======== Record excerpts ========

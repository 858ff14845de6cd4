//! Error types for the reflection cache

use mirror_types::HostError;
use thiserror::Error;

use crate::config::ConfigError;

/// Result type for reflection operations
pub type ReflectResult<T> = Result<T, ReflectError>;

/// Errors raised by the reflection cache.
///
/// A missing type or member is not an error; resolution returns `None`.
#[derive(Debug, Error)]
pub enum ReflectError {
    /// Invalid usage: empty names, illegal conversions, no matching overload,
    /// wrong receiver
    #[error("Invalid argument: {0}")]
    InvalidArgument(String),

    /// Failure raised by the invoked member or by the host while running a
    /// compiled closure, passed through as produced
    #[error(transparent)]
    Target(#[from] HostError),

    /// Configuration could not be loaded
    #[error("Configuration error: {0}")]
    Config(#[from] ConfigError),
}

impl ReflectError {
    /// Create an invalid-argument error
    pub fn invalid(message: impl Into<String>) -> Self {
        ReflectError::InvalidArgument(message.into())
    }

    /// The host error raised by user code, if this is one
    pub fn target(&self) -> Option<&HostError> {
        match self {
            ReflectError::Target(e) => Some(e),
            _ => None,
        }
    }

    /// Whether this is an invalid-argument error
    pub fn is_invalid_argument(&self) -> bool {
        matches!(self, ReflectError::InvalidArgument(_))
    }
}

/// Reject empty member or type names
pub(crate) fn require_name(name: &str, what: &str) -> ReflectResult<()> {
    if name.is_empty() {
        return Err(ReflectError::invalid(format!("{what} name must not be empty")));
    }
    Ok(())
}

========

Make an exact transcription of the entries above.

**Answer to the exercise**
repository 858ff14845de6cd4
//! Error types for the reflection cache

use mirror_types::HostError;
use thiserror::Error;

use crate::config::ConfigError;

/// Result type for reflection operations
pub type ReflectResult<T> = Result<T, ReflectError>;

/// Errors raised by the reflection cache.
///
/// A missing type or member is not an error; resolution returns `None`.
#[derive(Debug, Error)]
pub enum ReflectError {
    /// Invalid usage: empty names, illegal conversions, no matching overload,
    /// wrong receiver
    #[error("Invalid argument: {0}")]
    InvalidArgument(String),

    /// Failure raised by the invoked member or by the host while running a
    /// compiled closure, passed through as produced
    #[error(transparent)]
    Target(#[from] HostError),

    /// Configuration could not be loaded
    #[error("Configuration error: {0}")]
    Config(#[from] ConfigError),
}

impl ReflectError {
    /// Create an invalid-argument error
    pub fn invalid(message: impl Into<String>) -> Self {
        ReflectError::InvalidArgument(message.into())
    }

    /// The host error raised by user code, if this is one
    pub fn target(&self) -> Option<&HostError> {
        match self {
            ReflectError::Target(e) => Some(e),
            _ => None,
        }
    }

    /// Whether this is an invalid-argument error
    pub fn is_invalid_argument(&self) -> bool {
        matches!(self, ReflectError::InvalidArgument(_))
    }
}

/// Reject empty member or type names
pub(crate) fn require_name(name: &str, what: &str) -> ReflectResult<()> {
    if name.is_empty() {
        return Err(ReflectError::invalid(format!("{what} name must not be empty")));
    }
    Ok(())
}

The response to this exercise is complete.